MATERIAL SUPPLIED START
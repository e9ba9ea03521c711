//! Contracts for the hardware transform units
//!
//! The pipeline only depends on these traits. Contexts are bound to the
//! [`StageParams`] they were built with and are destroyed by dropping them.

pub mod soft;

use std::os::fd::RawFd;

use crate::buffer::BufferHandle;
use crate::capture::frame::{Geometry, PixelFormat};
use crate::error::Result;
use crate::pipeline::session::{EnhanceMode, OutputRange, StreamConfig};

pub use soft::{SoftBlit, SoftDeinterlace, SoftRange};

/// Color encoding of a surface
#[derive(Debug, Clone, Copy, PartialEq, Eq, Hash)]
pub enum Csc {
    RgbFull,
    RgbLimited,
    Yuv601Full,
    Yuv601Limited,
    Yuv709Full,
    Yuv709Limited,
}

impl Csc {
    pub fn is_rgb(self) -> bool {
        matches!(self, Csc::RgbFull | Csc::RgbLimited)
    }

    pub fn is_limited(self) -> bool {
        matches!(self, Csc::RgbLimited | Csc::Yuv601Limited | Csc::Yuv709Limited)
    }
}

/// A buffer as seen by a transform unit
#[derive(Debug, Clone, Copy, PartialEq, Eq)]
pub struct Image {
    pub handle: BufferHandle,
    pub fd: RawFd,
    pub geometry: Geometry,
    pub format: PixelFormat,
}

/// Everything a stage context depends on. Two equal keys share a context;
/// any difference forces a rebuild.
#[derive(Debug, Clone, Copy, PartialEq, Eq, Hash)]
pub struct StageParams {
    pub src: Geometry,
    pub src_format: PixelFormat,
    pub src_csc: Csc,
    pub dst: Geometry,
    pub dst_format: PixelFormat,
    pub dst_csc: Csc,
    pub mode: EnhanceMode,
    pub deinterlace: bool,
    pub calc_mean_luma: bool,
}

impl StageParams {
    pub fn for_stream(stream: &StreamConfig, stride_align: u32) -> Self {
        let geometry = Geometry::with_stride_align(stream.width, stream.height, stride_align);

        // YUV sources are always treated as limited range.
        let src_csc = if stream.format.is_rgb() {
            match stream.color_range.class() {
                crate::capture::frame::RangeClass::Limited => Csc::RgbLimited,
                crate::capture::frame::RangeClass::Full => Csc::RgbFull,
            }
        } else if stream.color_space.is_bt601() {
            Csc::Yuv601Limited
        } else {
            Csc::Yuv709Limited
        };

        let dst_csc = if stream.mode.contains(EnhanceMode::LIMITED_RANGE)
            && stream.output_range == OutputRange::Limit
        {
            Csc::Yuv601Limited
        } else {
            Csc::Yuv601Full
        };

        let deinterlace = stream.deinterlace_active();
        Self {
            src: geometry,
            src_format: stream.format,
            src_csc,
            dst: geometry,
            dst_format: if deinterlace {
                PixelFormat::Nv12
            } else {
                PixelFormat::Nv15
            },
            dst_csc,
            mode: stream.mode,
            deinterlace,
            calc_mean_luma: stream.mode.contains(EnhanceMode::LUMA_CALC),
        }
    }
}

#[derive(Debug, Clone, Copy, Default, PartialEq, Eq)]
pub struct RangeReport {
    pub mean_luma: Option<u8>,
}

pub trait RangeEngine: Send + Sync {
    fn init(&self, params: &StageParams) -> Result<Box<dyn RangeContext>>;
}

pub trait RangeContext: Send {
    /// Convert `src` into `dst`. Without a destination only statistics
    /// are computed.
    fn transform(&mut self, src: &Image, dst: Option<&Image>) -> Result<RangeReport>;
}

pub trait DeinterlaceEngine: Send + Sync {
    fn init(&self, params: &StageParams) -> Result<Box<dyn DeinterlaceContext>>;
}

pub trait DeinterlaceContext: Send {
    /// `fields` is oldest first; the two outputs are in presentation order.
    fn transform(&mut self, fields: [&Image; 3], outputs: [&Image; 2]) -> Result<()>;
}

/// Format conversion and copy between buffers
pub trait BlitEngine: Send + Sync {
    fn blit(&self, src: &Image, dst: &Image) -> Result<()>;
}

#[cfg(test)]
mod tests {
    use super::*;
    use crate::capture::frame::{ColorRange, ColorSpace};

    fn stream() -> StreamConfig {
        StreamConfig {
            width: 1366,
            height: 768,
            mode: EnhanceMode::NORMAL,
            ..Default::default()
        }
    }

    #[test]
    fn rgb_source_follows_reported_range() {
        let mut s = stream();
        s.color_range = ColorRange::Limited;
        assert_eq!(StageParams::for_stream(&s, 64).src_csc, Csc::RgbLimited);
        s.color_range = ColorRange::Default;
        assert_eq!(StageParams::for_stream(&s, 64).src_csc, Csc::RgbFull);
    }

    #[test]
    fn yuv_source_is_forced_limited() {
        let mut s = stream();
        s.format = PixelFormat::Nv16;
        s.color_range = ColorRange::Full;
        s.color_space = ColorSpace::Sycc601;
        assert_eq!(StageParams::for_stream(&s, 64).src_csc, Csc::Yuv601Limited);
        s.color_space = ColorSpace::Bt2020;
        assert_eq!(StageParams::for_stream(&s, 64).src_csc, Csc::Yuv709Limited);
    }

    #[test]
    fn destination_and_output_format() {
        let mut s = stream();
        let p = StageParams::for_stream(&s, 64);
        assert_eq!(p.dst_csc, Csc::Yuv601Full);
        assert_eq!(p.dst_format, PixelFormat::Nv15);
        assert_eq!(p.src.h_stride, 1408);

        s.mode = EnhanceMode::LIMITED_RANGE;
        s.output_range = OutputRange::Limit;
        assert_eq!(StageParams::for_stream(&s, 64).dst_csc, Csc::Yuv601Limited);

        s.mode = EnhanceMode::NORMAL;
        s.interlaced = true;
        let p = StageParams::for_stream(&s, 64);
        assert!(p.deinterlace);
        assert_eq!(p.dst_format, PixelFormat::Nv12);
    }

    #[test]
    fn mean_luma_follows_statistics_bit() {
        let mut s = stream();
        assert!(!StageParams::for_stream(&s, 64).calc_mean_luma);
        s.mode = EnhanceMode::NORMAL | EnhanceMode::LUMA_CALC;
        assert!(StageParams::for_stream(&s, 64).calc_mean_luma);
        s.mode = EnhanceMode::LUMA_CALC;
        assert!(StageParams::for_stream(&s, 64).calc_mean_luma);
    }

    #[test]
    fn range_class_change_changes_key() {
        let mut s = stream();
        s.color_range = ColorRange::Default;
        let a = StageParams::for_stream(&s, 64);
        s.color_range = ColorRange::Full;
        assert_eq!(a, StageParams::for_stream(&s, 64));
        s.color_range = ColorRange::Limited;
        assert_ne!(a, StageParams::for_stream(&s, 64));
    }
}
mod common;

use std::sync::atomic::Ordering;
use std::time::Duration;

use common::{MockAllocator, MockDevice};
use hdmirx::buffer::{BufferCategory, BufferTable};
use hdmirx::capture::{CaptureQueue, Dequeue, PixelFormat, QueueParams};
use hdmirx::Error;

fn params() -> QueueParams {
    QueueParams {
        width: 64,
        height: 32,
        format: PixelFormat::Nv12,
        buffer_count: 4,
        stride_align: 16,
    }
}

fn ready(queue: &CaptureQueue) -> hdmirx::capture::CapturedFrame {
    match queue.dequeue(Duration::from_millis(50)).unwrap() {
        Dequeue::Ready(frame) => frame,
        Dequeue::Timeout => panic!("no frame"),
    }
}

#[test]
fn dequeue_requeue_balance() {
    let device = MockDevice::new();
    let table = BufferTable::new(MockAllocator::new());
    let queue = CaptureQueue::start(device.clone(), &table, &params()).unwrap();
    assert_eq!(queue.len(), 4);
    assert_eq!(device.queued(), 4);
    assert_eq!(table.live(BufferCategory::Capture), 4);

    device.feed(2);
    let a = ready(&queue);
    let b = ready(&queue);
    assert_ne!(a.slot, b.slot);
    assert_eq!(b.sequence, a.sequence + 1);
    assert_eq!(queue.app_owned(), 2);

    queue.requeue(a.slot).unwrap();
    queue.requeue(b.slot).unwrap();
    assert_eq!(queue.app_owned(), 0);
    assert_eq!(device.queued(), 4);

    let counters = queue.counters();
    assert_eq!(counters.dequeued, 2);
    assert_eq!(counters.queued, 2);
    assert_eq!(counters.errors, 0);
}

#[test]
fn requeue_twice_is_rejected() {
    let device = MockDevice::new();
    let table = BufferTable::new(MockAllocator::new());
    let queue = CaptureQueue::start(device.clone(), &table, &params()).unwrap();

    device.feed(1);
    let frame = ready(&queue);
    queue.requeue(frame.slot).unwrap();
    assert!(matches!(
        queue.requeue(frame.slot),
        Err(Error::InvalidState(_))
    ));
    assert!(queue.requeue(99).is_err());
}

#[test]
fn timeout_without_frames() {
    let device = MockDevice::new();
    let table = BufferTable::new(MockAllocator::new());
    let queue = CaptureQueue::start(device, &table, &params()).unwrap();
    assert!(matches!(
        queue.dequeue(Duration::from_millis(10)).unwrap(),
        Dequeue::Timeout
    ));
}

#[test]
fn stop_returns_outstanding_slots_and_frees_once() {
    let device = MockDevice::new();
    let allocator = MockAllocator::new();
    let table = BufferTable::new(allocator.clone());
    let queue = CaptureQueue::start(device.clone(), &table, &params()).unwrap();

    device.feed(1);
    let _held = ready(&queue);
    assert_eq!(queue.stop(), 4);
    assert_eq!(queue.stop(), 0);
    assert_eq!(allocator.freed.load(Ordering::SeqCst), 4);
    assert_eq!(table.live_total(), 0);
    assert!(!device.is_streaming());
    assert!(matches!(
        queue.dequeue(Duration::from_millis(1)),
        Err(Error::NotStreaming)
    ));

    let ops = device.ops();
    let off = ops.iter().position(|op| op == "streamoff").unwrap();
    assert_eq!(ops[off + 1], "reqbufs 0");
}

#[test]
fn failed_stream_on_rolls_back() {
    let device = MockDevice::new();
    device.fail_stream_on.store(true, Ordering::SeqCst);
    let allocator = MockAllocator::new();
    let table = BufferTable::new(allocator.clone());

    assert!(CaptureQueue::start(device.clone(), &table, &params()).is_err());
    assert_eq!(table.live_total(), 0);
    assert_eq!(allocator.freed.load(Ordering::SeqCst), 4);
    assert_eq!(device.ops().last().map(String::as_str), Some("reqbufs 0"));
}

#[test]
fn failed_allocation_rolls_back() {
    let device = MockDevice::new();
    let allocator = MockAllocator::new();
    *allocator.fail_after.lock().unwrap() = Some(2);
    let table = BufferTable::new(allocator.clone());

    assert!(matches!(
        CaptureQueue::start(device.clone(), &table, &params()),
        Err(Error::Allocation(_))
    ));
    assert_eq!(table.live_total(), 0);
    assert_eq!(allocator.freed.load(Ordering::SeqCst), 2);
    assert!(!device.ops().contains(&"streamon".to_string()));
    assert_eq!(device.ops().last().map(String::as_str), Some("reqbufs 0"));
}

#[test]
fn failed_poll_counts_as_error() {
    let device = MockDevice::new();
    let table = BufferTable::new(MockAllocator::new());
    let queue = CaptureQueue::start(device.clone(), &table, &params()).unwrap();

    device.fail_poll.store(true, Ordering::SeqCst);
    assert!(queue.dequeue(Duration::from_millis(1)).is_err());
    assert_eq!(queue.counters().errors, 1);

    device.fail_poll.store(false, Ordering::SeqCst);
    device.feed(1);
    let frame = ready(&queue);
    queue.requeue(frame.slot).unwrap();
    assert_eq!(queue.counters().errors, 1);
}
MATERIAL SUPPLIED END
INSTRUCTIONS FOR THE TASK
Verbatim output is expected for the lines from the start of the data to the line in which "use std::os::fd::RawFd;" appears, both included.

ANSWER BELOW
repository e9ba9ea03521c711
//! Contracts for the hardware transform units
//!
//! The pipeline only depends on these traits. Contexts are bound to the
//! [`StageParams`] they were built with and are destroyed by dropping them.

pub mod soft;

use std::os::fd::RawFd;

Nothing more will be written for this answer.